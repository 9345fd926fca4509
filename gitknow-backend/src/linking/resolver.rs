//! Link resolver: decides whether a completed OAuth flow creates a new
//! identity record, logs into an existing one, or links/refreshes a provider
//! on the record the session is already bound to.

use std::sync::Arc;

use crate::config::LinkConflictPolicy;
use crate::db::Database;
use crate::error::LinkError;
use crate::models::{IdentityRecord, LinkedAccount, Provider, ProviderCallback};

/// What a resolution did to the store
#[derive(Debug, Clone, Copy, PartialEq, Eq, strum::Display)]
#[strum(serialize_all = "snake_case")]
pub enum LinkOutcome {
    /// Anonymous caller, unknown provider account: new record
    Created,
    /// Anonymous caller, known provider account: existing record, tokens refreshed
    LoggedIn,
    /// Signed-in caller, provider not yet on their record
    Linked,
    /// Signed-in caller, provider already on their record
    Refreshed,
}

#[derive(Debug, Clone)]
pub struct Resolution {
    pub record: IdentityRecord,
    pub outcome: LinkOutcome,
}

pub struct LinkResolver {
    db: Arc<Database>,
    conflict_policy: LinkConflictPolicy,
}

impl LinkResolver {
    pub fn new(db: Arc<Database>, conflict_policy: LinkConflictPolicy) -> Self {
        Self { db, conflict_policy }
    }

    /// Validate a provider callback and resolve it against the caller's record
    pub fn resolve(
        &self,
        current: Option<&IdentityRecord>,
        provider: Provider,
        callback: ProviderCallback,
    ) -> Result<Resolution, LinkError> {
        let account = callback.into_account(provider)?;
        self.resolve_account(current, account)
    }

    /// Create-or-update exactly one record inside a single transaction
    fn resolve_account(
        &self,
        current: Option<&IdentityRecord>,
        account: LinkedAccount,
    ) -> Result<Resolution, LinkError> {
        let provider = account.provider();
        let provider_id = account.provider_id().to_string();

        let resolution = self.db.transaction(|tx| {
            // Re-read the bound record so the decision sees the latest state
            let bound = match current {
                Some(record) => Database::find_identity(tx, &record.id)?,
                None => None,
            };

            if let Some(bound) = bound {
                if let Some(other) =
                    Database::find_other_identity_by_provider(tx, provider, &provider_id, &bound.id)?
                {
                    log::warn!(
                        "{} account {} is already linked to identity {}, requested by identity {}",
                        provider,
                        provider_id,
                        other.id,
                        bound.id
                    );
                    if self.conflict_policy == LinkConflictPolicy::Reject {
                        return Err(LinkError::LinkConflict {
                            provider,
                            provider_id: provider_id.clone(),
                            existing_id: other.id,
                        });
                    }
                }

                let outcome = if bound.has(provider) {
                    LinkOutcome::Refreshed
                } else {
                    LinkOutcome::Linked
                };
                Database::write_linked_account(tx, &bound.id, &account)?;
                let record = Database::find_identity(tx, &bound.id)?
                    .ok_or(rusqlite::Error::QueryReturnedNoRows)
                    .map_err(crate::error::StoreError::from)?;
                return Ok(Resolution { record, outcome });
            }

            if let Some(current) = current {
                log::warn!("Session was bound to missing identity {}, treating as anonymous", current.id);
            }

            match Database::find_identity_by_provider(tx, provider, &provider_id)? {
                Some(existing) => {
                    Database::write_linked_account(tx, &existing.id, &account)?;
                    let record = Database::find_identity(tx, &existing.id)?
                        .ok_or(rusqlite::Error::QueryReturnedNoRows)
                        .map_err(crate::error::StoreError::from)?;
                    Ok(Resolution {
                        record,
                        outcome: LinkOutcome::LoggedIn,
                    })
                }
                None => Ok(Resolution {
                    record: Database::insert_identity(tx, &account)?,
                    outcome: LinkOutcome::Created,
                }),
            }
        })?;

        log::info!(
            "{} {} account {} for identity {} ({} providers connected)",
            resolution.outcome,
            provider,
            provider_id,
            resolution.record.id,
            resolution.record.connection_count()
        );

        Ok(resolution)
    }
}
use actix_cors::Cors;
use actix_web::{middleware::Logger, web, App, HttpServer};
use dotenv::dotenv;
use std::sync::Arc;
use std::time::Duration;

mod config;
mod controllers;
mod db;
mod error;
mod integrations;
mod linking;
mod middleware;
mod models;
mod roster;

use config::Config;
use db::Database;
use integrations::TwitterClient;
use linking::{LinkResolver, SessionBinder};
use roster::RosterProjector;

const SESSION_PURGE_INTERVAL: Duration = Duration::from_secs(60 * 60);

pub struct AppState {
    pub db: Arc<Database>,
    pub config: Config,
    pub link_resolver: Arc<LinkResolver>,
    pub session_binder: Arc<SessionBinder>,
    pub roster: Arc<RosterProjector>,
    pub twitter: Arc<TwitterClient>,
}

impl AppState {
    pub fn new(config: Config, db: Arc<Database>) -> Self {
        let http = reqwest::Client::builder()
            .timeout(config.http_timeout)
            .build()
            .unwrap_or_else(|_| reqwest::Client::new());

        Self {
            link_resolver: Arc::new(LinkResolver::new(db.clone(), config.link_conflict_policy)),
            session_binder: Arc::new(SessionBinder::new(
                db.clone(),
                chrono::Duration::hours(config.session_ttl_hours),
            )),
            roster: Arc::new(RosterProjector::new(db.clone())),
            twitter: Arc::new(TwitterClient::new(http, config.twitter_consumer.clone())),
            db,
            config,
        }
    }
}

#[actix_web::main]
async fn main() -> std::io::Result<()> {
    dotenv().ok();
    env_logger::init();

    let config = Config::from_env().map_err(|e| {
        log::error!("Invalid configuration: {}", e);
        std::io::Error::new(std::io::ErrorKind::InvalidInput, e.to_string())
    })?;
    let port = config.port;

    log::info!("Initializing database at {}", config.database_url);
    let db = Database::new(&config.database_url, config.store_timeout).map_err(|e| {
        log::error!("Failed to initialize database: {}", e);
        std::io::Error::new(std::io::ErrorKind::Other, e.to_string())
    })?;
    let db = Arc::new(db);
    match db.count_identities() {
        Ok(count) => log::info!("Identity store holds {} records", count),
        Err(e) => log::warn!("Could not count identity records: {}", e),
    }

    log::info!("Link conflict policy: {}", config.link_conflict_policy);
    if config.callback_secret.is_none() {
        log::warn!("CALLBACK_SECRET not set, provider callbacks will be refused");
    }

    // Expired sessions are already ignored on read; this only reclaims rows
    let purge_db = Arc::clone(&db);
    tokio::spawn(async move {
        let mut interval = tokio::time::interval(SESSION_PURGE_INTERVAL);
        loop {
            interval.tick().await;
            match purge_db.purge_expired_sessions() {
                Ok(0) => {}
                Ok(n) => log::info!("Purged {} expired sessions", n),
                Err(e) => log::warn!("Session purge failed: {}", e),
            }
        }
    });

    let state = web::Data::new(AppState::new(config.clone(), db));
    if !state.twitter.is_configured() {
        log::warn!("TWITTER_CONSUMER_KEY/SECRET not set, /twitterfollow is disabled");
    }

    log::info!("Starting gitknow backend on port {}", port);

    HttpServer::new(move || {
        let cors = match &config.frontend_url {
            Some(origin) => Cors::default()
                .allowed_origin(origin)
                .allow_any_method()
                .allow_any_header()
                .supports_credentials()
                .max_age(3600),
            None => Cors::default()
                .allow_any_origin()
                .allow_any_method()
                .allow_any_header()
                .max_age(3600),
        };

        App::new()
            .app_data(state.clone())
            .wrap(Logger::default())
            .wrap(cors)
            .configure(controllers::health::config)
            .configure(controllers::auth::config)
            .configure(controllers::users::config)
            .configure(controllers::twitter::config)
    })
    .bind(("0.0.0.0", port))?
    .run()
    .await
}
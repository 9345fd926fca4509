//! Token-free views of identity records
//!
//! Everything here is built field by field from the record; tokens, token
//! secrets and unknown GitHub profile fields are never copied over.

use serde::Serialize;

use crate::models::{DiscordAccount, GithubAccount, GithubProfile, IdentityRecord, TwitterAccount};

#[derive(Debug, Clone, Serialize)]
pub struct PublicProfile {
    #[serde(rename = "gitHubConnected")]
    pub github_connected: bool,
    #[serde(rename = "twitterConnected")]
    pub twitter_connected: bool,
    #[serde(skip_serializing_if = "Option::is_none")]
    pub discord: Option<PublicDiscord>,
    #[serde(skip_serializing_if = "Option::is_none")]
    pub github: Option<PublicGithub>,
    #[serde(skip_serializing_if = "Option::is_none")]
    pub twitter: Option<PublicTwitter>,
}

#[derive(Debug, Clone, Serialize)]
pub struct PublicDiscord {
    pub id: String,
    pub username: String,
    pub discriminator: String,
    pub avatar: Option<String>,
    pub banner: Option<String>,
    pub banner_color: Option<String>,
}

#[derive(Debug, Clone, Serialize)]
pub struct PublicGithub {
    pub id: String,
    pub json: PublicGithubProfile,
}

#[derive(Debug, Clone, Serialize)]
pub struct PublicGithubProfile {
    pub login: Option<String>,
    pub avatar_url: Option<String>,
    pub html_url: Option<String>,
    pub followers_url: Option<String>,
    pub following_url: Option<String>,
    pub name: Option<String>,
    pub company: Option<String>,
    pub hireable: Option<bool>,
    pub blog: Option<String>,
    pub location: Option<String>,
    pub bio: Option<String>,
    pub twitter_username: Option<String>,
    pub followers: Option<u64>,
    pub following: Option<u64>,
}

#[derive(Debug, Clone, Serialize)]
pub struct PublicTwitter {
    pub id: String,
    pub username: String,
}

/// What `/getuser` returns for a signed-in caller
#[derive(Debug, Clone, Serialize)]
pub struct IdentityView {
    pub authenticated: bool,
    pub id: String,
    #[serde(flatten)]
    pub profile: PublicProfile,
}

impl From<&DiscordAccount> for PublicDiscord {
    fn from(a: &DiscordAccount) -> Self {
        Self {
            id: a.id.clone(),
            username: a.username.clone(),
            discriminator: a.discriminator.clone(),
            avatar: a.avatar.clone(),
            banner: a.banner.clone(),
            banner_color: a.banner_color.clone(),
        }
    }
}

impl From<&GithubProfile> for PublicGithubProfile {
    fn from(p: &GithubProfile) -> Self {
        Self {
            login: p.login.clone(),
            avatar_url: p.avatar_url.clone(),
            html_url: p.html_url.clone(),
            followers_url: p.followers_url.clone(),
            following_url: p.following_url.clone(),
            name: p.name.clone(),
            company: p.company.clone(),
            hireable: p.hireable,
            blog: p.blog.clone(),
            location: p.location.clone(),
            bio: p.bio.clone(),
            twitter_username: p.twitter_username.clone(),
            followers: p.followers,
            following: p.following,
        }
    }
}

impl From<&GithubAccount> for PublicGithub {
    fn from(a: &GithubAccount) -> Self {
        Self {
            id: a.id.clone(),
            json: PublicGithubProfile::from(&a.profile),
        }
    }
}

impl From<&TwitterAccount> for PublicTwitter {
    fn from(a: &TwitterAccount) -> Self {
        Self {
            id: a.id.clone(),
            username: a.username.clone(),
        }
    }
}

impl From<&IdentityRecord> for PublicProfile {
    fn from(record: &IdentityRecord) -> Self {
        Self {
            github_connected: record.github.is_some(),
            twitter_connected: record.twitter.is_some(),
            discord: record.discord.as_ref().map(PublicDiscord::from),
            github: record.github.as_ref().map(PublicGithub::from),
            twitter: record.twitter.as_ref().map(PublicTwitter::from),
        }
    }
}

impl From<&IdentityRecord> for IdentityView {
    fn from(record: &IdentityRecord) -> Self {
        Self {
            authenticated: true,
            id: record.id.clone(),
            profile: PublicProfile::from(record),
        }
    }
}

..........

Work item:
Without changing anything, quote the lines from the top of the data to the line that contains "use crate::error::LinkError;", including that line.

Response box:
repository 9345fd926fca4509
filename gitknow-backend/src/linking/resolver.rs
//! Link resolver: decides whether a completed OAuth flow creates a new
//! identity record, logs into an existing one, or links/refreshes a provider
//! on the record the session is already bound to.

use std::sync::Arc;

use crate::config::LinkConflictPolicy;
use crate::db::Database;
use crate::error::LinkError;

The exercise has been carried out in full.